La primera etapa de licitaciones de la Ronda Uno resultó un fiasco. Apenas se lograron asignar dos de los 16 bloques petroleros subastados, por un total de 2 mil 600 millones de dólares, en tanto que se esperaban inversiones de, por lo menos, 18 mil millones de dólares. Y nada apunta a que los precios de los hidrocarburos van a aumentar en el corto plazo.
La deflación (caída de precios) en el mercado de los activos de renta variable (acciones, bienes raíces, materias primas, etcétera) cobra ímpetu a medida que crecen las dudas en torno a la resiliencia de la región asiática –sobre todo a causa de la desaceleración económica de China–, y la Reserva Federal continúa alimentando las expectativas de incrementar la tasa de interés de los fondos federales (federal funds rate) por primera vez desde mediados de 2006. Por lo tanto, los inversionistas impulsan la caída de los títulos financieros relacionados con las materias primas (commodities), toda vez que buscan refugio en los bonos del Tesoro de Estados Unidos ante las turbulencias de la economía mundial.
El panorama geopolítico tampoco es favorable para los países cuyos ingresos fiscales dependen de las exportaciones de materias primas. La Organización de Países Exportadores de Petróleo (OPEP) mantiene sin cambios el techo de la producción petrolera.

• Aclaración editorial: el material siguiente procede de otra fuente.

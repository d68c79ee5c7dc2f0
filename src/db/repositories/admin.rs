use anyhow::Result;
use argon2::{
    Argon2,
    password_hash::{PasswordHasher, SaltString, rand_core::OsRng},
};
use sea_orm::sea_query::Expr;
use sea_orm::{
    ActiveModelTrait, ColumnTrait, DatabaseConnection, EntityTrait, QueryFilter, Set,
};

use crate::db::error::{StoreError, StoreResult};
use crate::entities::{admins, prelude::*};

/// Caller-supplied fields for a new admin. The password must already
/// be hashed; see [`hash_password`].
#[derive(Debug, Clone)]
pub struct NewAdmin {
    pub username: String,
    pub password_hash: String,
    pub display_name: String,
}

pub struct AdminRepository {
    conn: DatabaseConnection,
}

impl AdminRepository {
    #[must_use]
    pub const fn new(conn: DatabaseConnection) -> Self {
        Self { conn }
    }

    /// A duplicate username is rejected by the schema's unique
    /// constraint and surfaces as a persistence error.
    pub async fn create(&self, new: NewAdmin) -> StoreResult<admins::Model> {
        let active = admins::ActiveModel {
            username: Set(new.username),
            password_hash: Set(new.password_hash),
            display_name: Set(new.display_name),
            ..Default::default()
        };

        active
            .insert(&self.conn)
            .await
            .map_err(StoreError::persistence("insert admin"))
    }

    pub async fn get_by_id(&self, id: i64) -> StoreResult<admins::Model> {
        Admins::find_by_id(id)
            .one(&self.conn)
            .await
            .map_err(StoreError::persistence("load admin"))?
            .ok_or_else(|| StoreError::not_found("admin", id))
    }

    /// Admins are looked up by name, not listed; this stands in for a
    /// collection accessor.
    pub async fn get_by_username(&self, username: &str) -> StoreResult<admins::Model> {
        Admins::find()
            .filter(admins::Column::Username.eq(username))
            .one(&self.conn)
            .await
            .map_err(StoreError::persistence("load admin by username"))?
            .ok_or_else(|| StoreError::NotFound {
                entity: "admin",
                key: username.to_string(),
            })
    }

    pub async fn update(&self, admin: &admins::Model) -> StoreResult<()> {
        let result = Admins::update_many()
            .col_expr(
                admins::Column::Username,
                Expr::value(admin.username.clone()),
            )
            .col_expr(
                admins::Column::PasswordHash,
                Expr::value(admin.password_hash.clone()),
            )
            .col_expr(
                admins::Column::DisplayName,
                Expr::value(admin.display_name.clone()),
            )
            .filter(admins::Column::Id.eq(admin.id))
            .exec(&self.conn)
            .await
            .map_err(StoreError::persistence("update admin"))?;

        if result.rows_affected == 0 {
            return Err(StoreError::not_found("admin", admin.id));
        }

        Ok(())
    }

    pub async fn delete(&self, id: i64) -> StoreResult<()> {
        Admins::delete_by_id(id)
            .exec(&self.conn)
            .await
            .map_err(StoreError::persistence("delete admin"))?;

        Ok(())
    }
}

/// Hash a password using Argon2id with default params.
pub fn hash_password(password: &str) -> Result<String> {
    let salt = SaltString::generate(&mut OsRng);
    let argon2 = Argon2::default();

    let hash = argon2
        .hash_password(password.as_bytes(), &salt)
        .map_err(|e| anyhow::anyhow!("Failed to hash password: {e}"))?;

    Ok(hash.to_string())
}
use axum::{
    Json, Router,
    extract::State,
    http::StatusCode,
    response::{IntoResponse, Response},
    routing::{get, post},
};
use serde::Serialize;
use std::sync::Arc;
use tokio::sync::RwLock;
use tower_http::trace::TraceLayer;

use crate::config::Config;
use crate::state::SharedState;

mod error;
mod pages;

pub use error::PageError;

#[derive(Clone)]
pub struct AppState {
    pub shared: Arc<SharedState>,

    pub start_time: std::time::Instant,
}

impl AppState {
    #[must_use]
    pub fn config(&self) -> &Arc<RwLock<Config>> {
        &self.shared.config
    }

    #[must_use]
    pub fn store(&self) -> &crate::db::Store {
        &self.shared.store
    }
}

pub async fn create_app_state_from_config(config: Config) -> anyhow::Result<Arc<AppState>> {
    let shared = Arc::new(SharedState::new(config).await?);

    Ok(Arc::new(AppState {
        shared,
        start_time: std::time::Instant::now(),
    }))
}

pub fn router(state: Arc<AppState>) -> Router {
    Router::new()
        .route("/", get(pages::home))
        .route("/post/{id}", get(pages::show_post))
        .route("/comment", post(pages::add_comment))
        .route("/health", get(health))
        .with_state(state)
        .layer(TraceLayer::new_for_http())
}

#[derive(Debug, Serialize)]
pub struct ApiResponse<T> {
    pub success: bool,
    #[serde(skip_serializing_if = "Option::is_none")]
    pub data: Option<T>,
    #[serde(skip_serializing_if = "Option::is_none")]
    pub error: Option<String>,
}

impl<T> ApiResponse<T> {
    pub const fn success(data: T) -> Self {
        Self {
            success: true,
            data: Some(data),
            error: None,
        }
    }

    pub fn error(message: impl Into<String>) -> Self {
        Self {
            success: false,
            data: None,
            error: Some(message.into()),
        }
    }
}

#[derive(Debug, Serialize)]
struct HealthDto {
    status: &'static str,
    uptime_seconds: u64,
}

async fn health(State(state): State<Arc<AppState>>) -> Response {
    match state.store().ping().await {
        Ok(()) => {
            let dto = HealthDto {
                status: "ok",
                uptime_seconds: state.start_time.elapsed().as_secs(),
            };
            Json(ApiResponse::success(dto)).into_response()
        }
        Err(e) => {
            tracing::error!("Health check failed: {e}");
            (
                StatusCode::INTERNAL_SERVER_ERROR,
                Json(ApiResponse::<HealthDto>::error("database unreachable")),
            )
                .into_response()
        }
    }
}
use sea_orm::entity::prelude::*;

#[derive(Clone, Debug, PartialEq, Eq, DeriveEntityModel)]
#[sea_orm(table_name = "posts")]
pub struct Model {
    #[sea_orm(primary_key)]
    pub id: i64,

    pub title: String,

    pub content: String,

    pub created_at: String,

    /// Refreshed by the store on every update
    pub updated_at: String,
}

#[derive(Copy, Clone, Debug, EnumIter, DeriveRelation)]
pub enum Relation {
    #[sea_orm(has_many = "super::comments::Entity")]
    Comments,
    #[sea_orm(has_many = "super::images::Entity")]
    Images,
}

impl Related<super::comments::Entity> for Entity {
    fn to() -> RelationDef {
        Relation::Comments.def()
    }
}

impl Related<super::images::Entity> for Entity {
    fn to() -> RelationDef {
        Relation::Images.def()
    }
}

impl ActiveModelBehavior for ActiveModel {}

Guiados por los imperativos geoestratégicos de Arabia Saudita, los miembros de la OPEP apoyan una política de precios mínimos con el objetivo de llevar a la bancarrota a las empresas estadunidenses que se dedican a la explotación de petróleo y gas de esquisto (shale).
Por otro lado, la suscripción del acuerdo nuclear entre las potencias del G5+1 (Estados Unidos, Rusia, China, Reino Unido, Francia y Alemania) e Irán constituye un acontecimiento histórico que llevará, eventualmente, a un incremento de la producción petrolera del país persa de hasta 700 mil barriles diarios desde sus niveles actuales –2.9 millones de barriles diarios–, de acuerdo con los cálculos de la Agencia Internacional de Energía. En consecuencia, Teherán apuntalaría la crisis de sobreproducción de petróleo y, con ello, precipitaría aún más la caída de los precios.
Ante ese escenario, el gobierno mexicano se contenta con administrar el desastre. Para Luis Videgaray Caso, titular de la Secretaría de Hacienda y Crédito Público, es muy sencillo apelar a la debilidad de la economía global y la deflación de las materias primas para evadir sus propios yerros en la gestión de la crisis: se le olvidó por completo el auge económico que derivaría de las reformas estructurales y simula padecer amnesia.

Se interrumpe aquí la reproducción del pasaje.